Task to complete
When you reach the entries below, transcribe each line word for word.

Information supplied
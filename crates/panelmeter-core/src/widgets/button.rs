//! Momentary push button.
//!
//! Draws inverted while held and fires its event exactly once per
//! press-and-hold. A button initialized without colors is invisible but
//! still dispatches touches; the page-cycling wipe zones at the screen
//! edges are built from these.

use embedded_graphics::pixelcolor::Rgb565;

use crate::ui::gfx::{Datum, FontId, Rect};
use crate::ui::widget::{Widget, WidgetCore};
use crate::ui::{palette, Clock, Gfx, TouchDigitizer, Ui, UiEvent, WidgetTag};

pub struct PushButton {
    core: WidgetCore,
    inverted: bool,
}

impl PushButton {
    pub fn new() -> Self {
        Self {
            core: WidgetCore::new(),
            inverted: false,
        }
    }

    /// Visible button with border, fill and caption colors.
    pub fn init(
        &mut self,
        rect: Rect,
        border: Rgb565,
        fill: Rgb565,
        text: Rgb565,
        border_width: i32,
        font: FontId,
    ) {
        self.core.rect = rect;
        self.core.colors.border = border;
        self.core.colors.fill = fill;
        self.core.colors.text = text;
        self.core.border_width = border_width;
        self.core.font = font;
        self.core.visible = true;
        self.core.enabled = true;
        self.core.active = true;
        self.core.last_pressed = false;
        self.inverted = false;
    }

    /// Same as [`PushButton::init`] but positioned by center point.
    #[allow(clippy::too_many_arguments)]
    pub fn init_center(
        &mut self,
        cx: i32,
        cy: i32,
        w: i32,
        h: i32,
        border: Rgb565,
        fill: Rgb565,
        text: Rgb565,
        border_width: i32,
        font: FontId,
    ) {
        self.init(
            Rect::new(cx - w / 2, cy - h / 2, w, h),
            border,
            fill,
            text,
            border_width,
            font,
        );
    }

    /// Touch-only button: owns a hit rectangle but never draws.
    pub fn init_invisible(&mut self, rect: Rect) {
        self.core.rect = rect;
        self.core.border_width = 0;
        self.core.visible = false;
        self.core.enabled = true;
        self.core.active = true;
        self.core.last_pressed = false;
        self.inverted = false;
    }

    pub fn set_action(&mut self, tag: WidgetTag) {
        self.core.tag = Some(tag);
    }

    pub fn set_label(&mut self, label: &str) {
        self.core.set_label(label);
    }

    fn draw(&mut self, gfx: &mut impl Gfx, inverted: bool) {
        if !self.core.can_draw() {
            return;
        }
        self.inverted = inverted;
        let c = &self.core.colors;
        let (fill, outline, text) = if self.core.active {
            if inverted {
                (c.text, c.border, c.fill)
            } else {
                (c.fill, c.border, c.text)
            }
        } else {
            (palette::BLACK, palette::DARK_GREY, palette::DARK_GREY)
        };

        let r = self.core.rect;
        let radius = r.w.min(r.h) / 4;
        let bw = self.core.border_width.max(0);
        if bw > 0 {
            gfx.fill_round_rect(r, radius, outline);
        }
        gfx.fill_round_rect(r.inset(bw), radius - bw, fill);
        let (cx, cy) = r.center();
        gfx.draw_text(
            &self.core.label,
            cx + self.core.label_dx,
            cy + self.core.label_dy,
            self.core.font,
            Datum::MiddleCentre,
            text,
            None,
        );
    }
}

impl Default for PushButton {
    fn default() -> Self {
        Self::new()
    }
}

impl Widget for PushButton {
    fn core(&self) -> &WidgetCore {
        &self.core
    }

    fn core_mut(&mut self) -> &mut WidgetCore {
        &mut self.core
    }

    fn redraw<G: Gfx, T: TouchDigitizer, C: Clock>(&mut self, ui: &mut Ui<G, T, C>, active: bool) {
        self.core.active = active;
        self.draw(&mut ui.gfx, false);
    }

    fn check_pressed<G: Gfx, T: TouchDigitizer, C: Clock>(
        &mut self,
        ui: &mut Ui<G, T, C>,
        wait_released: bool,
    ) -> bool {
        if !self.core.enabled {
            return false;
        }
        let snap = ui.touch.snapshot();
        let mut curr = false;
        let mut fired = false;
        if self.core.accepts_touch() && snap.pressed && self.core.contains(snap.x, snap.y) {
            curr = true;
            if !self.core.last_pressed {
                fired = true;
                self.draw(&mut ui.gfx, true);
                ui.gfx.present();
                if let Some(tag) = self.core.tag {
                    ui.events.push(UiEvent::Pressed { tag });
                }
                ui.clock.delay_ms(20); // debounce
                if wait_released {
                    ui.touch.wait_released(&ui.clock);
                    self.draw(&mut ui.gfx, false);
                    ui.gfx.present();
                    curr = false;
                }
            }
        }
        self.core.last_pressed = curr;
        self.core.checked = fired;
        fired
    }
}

Task output
filename crates/panelmeter-core/src/widgets/button.rs
//! Momentary push button.
//!
//! Draws inverted while held and fires its event exactly once per
//! press-and-hold. A button initialized without colors is invisible but
//! still dispatches touches; the page-cycling wipe zones at the screen
//! edges are built from these.

use embedded_graphics::pixelcolor::Rgb565;

use crate::ui::gfx::{Datum, FontId, Rect};
use crate::ui::widget::{Widget, WidgetCore};
use crate::ui::{palette, Clock, Gfx, TouchDigitizer, Ui, UiEvent, WidgetTag};

pub struct PushButton {
    core: WidgetCore,
    inverted: bool,
}

impl PushButton {
    pub fn new() -> Self {
        Self {
            core: WidgetCore::new(),
            inverted: false,
        }
    }

    /// Visible button with border, fill and caption colors.
    pub fn init(
        &mut self,
        rect: Rect,
        border: Rgb565,
        fill: Rgb565,
        text: Rgb565,
        border_width: i32,
        font: FontId,
    ) {
        self.core.rect = rect;
        self.core.colors.border = border;
        self.core.colors.fill = fill;
        self.core.colors.text = text;
        self.core.border_width = border_width;
        self.core.font = font;
        self.core.visible = true;
        self.core.enabled = true;
        self.core.active = true;
        self.core.last_pressed = false;
        self.inverted = false;
    }

    /// Same as [`PushButton::init`] but positioned by center point.
    #[allow(clippy::too_many_arguments)]
    pub fn init_center(
        &mut self,
        cx: i32,
        cy: i32,
        w: i32,
        h: i32,
        border: Rgb565,
        fill: Rgb565,
        text: Rgb565,
        border_width: i32,
        font: FontId,
    ) {
        self.init(
            Rect::new(cx - w / 2, cy - h / 2, w, h),
            border,
            fill,
            text,
            border_width,
            font,
        );
    }

    /// Touch-only button: owns a hit rectangle but never draws.
    pub fn init_invisible(&mut self, rect: Rect) {
        self.core.rect = rect;
        self.core.border_width = 0;
        self.core.visible = false;
        self.core.enabled = true;
        self.core.active = true;
        self.core.last_pressed = false;
        self.inverted = false;
    }

    pub fn set_action(&mut self, tag: WidgetTag) {
        self.core.tag = Some(tag);
    }

    pub fn set_label(&mut self, label: &str) {
        self.core.set_label(label);
    }

    fn draw(&mut self, gfx: &mut impl Gfx, inverted: bool) {
        if !self.core.can_draw() {
            return;
        }
        self.inverted = inverted;
        let c = &self.core.colors;
        let (fill, outline, text) = if self.core.active {
            if inverted {
                (c.text, c.border, c.fill)
            } else {
                (c.fill, c.border, c.text)
            }
        } else {
            (palette::BLACK, palette::DARK_GREY, palette::DARK_GREY)
        };

        let r = self.core.rect;
        let radius = r.w.min(r.h) / 4;
        let bw = self.core.border_width.max(0);
        if bw > 0 {
            gfx.fill_round_rect(r, radius, outline);
        }
        gfx.fill_round_rect(r.inset(bw), radius - bw, fill);
        let (cx, cy) = r.center();
        gfx.draw_text(
            &self.core.label,
            cx + self.core.label_dx,
            cy + self.core.label_dy,
            self.core.font,
            Datum::MiddleCentre,
            text,
            None,
        );
    }
}

impl Default for PushButton {
    fn default() -> Self {
        Self::new()
    }
}

impl Widget for PushButton {
    fn core(&self) -> &WidgetCore {
        &self.core
    }

    fn core_mut(&mut self) -> &mut WidgetCore {
        &mut self.core
    }

    fn redraw<G: Gfx, T: TouchDigitizer, C: Clock>(&mut self, ui: &mut Ui<G, T, C>, active: bool) {
        self.core.active = active;
        self.draw(&mut ui.gfx, false);
    }

    fn check_pressed<G: Gfx, T: TouchDigitizer, C: Clock>(
        &mut self,
        ui: &mut Ui<G, T, C>,
        wait_released: bool,
    ) -> bool {
        if !self.core.enabled {
            return false;
        }
        let snap = ui.touch.snapshot();
        let mut curr = false;
        let mut fired = false;
        if self.core.accepts_touch() && snap.pressed && self.core.contains(snap.x, snap.y) {
            curr = true;
            if !self.core.last_pressed {
                fired = true;
                self.draw(&mut ui.gfx, true);
                ui.gfx.present();
                if let Some(tag) = self.core.tag {
                    ui.events.push(UiEvent::Pressed { tag });
                }
                ui.clock.delay_ms(20); // debounce
                if wait_released {
                    ui.touch.wait_released(&ui.clock);
                    self.draw(&mut ui.gfx, false);
                    ui.gfx.present();
                    curr = false;
                }
            }
        }
        self.core.last_pressed = curr;
        self.core.checked = fired;
        fired
    }
}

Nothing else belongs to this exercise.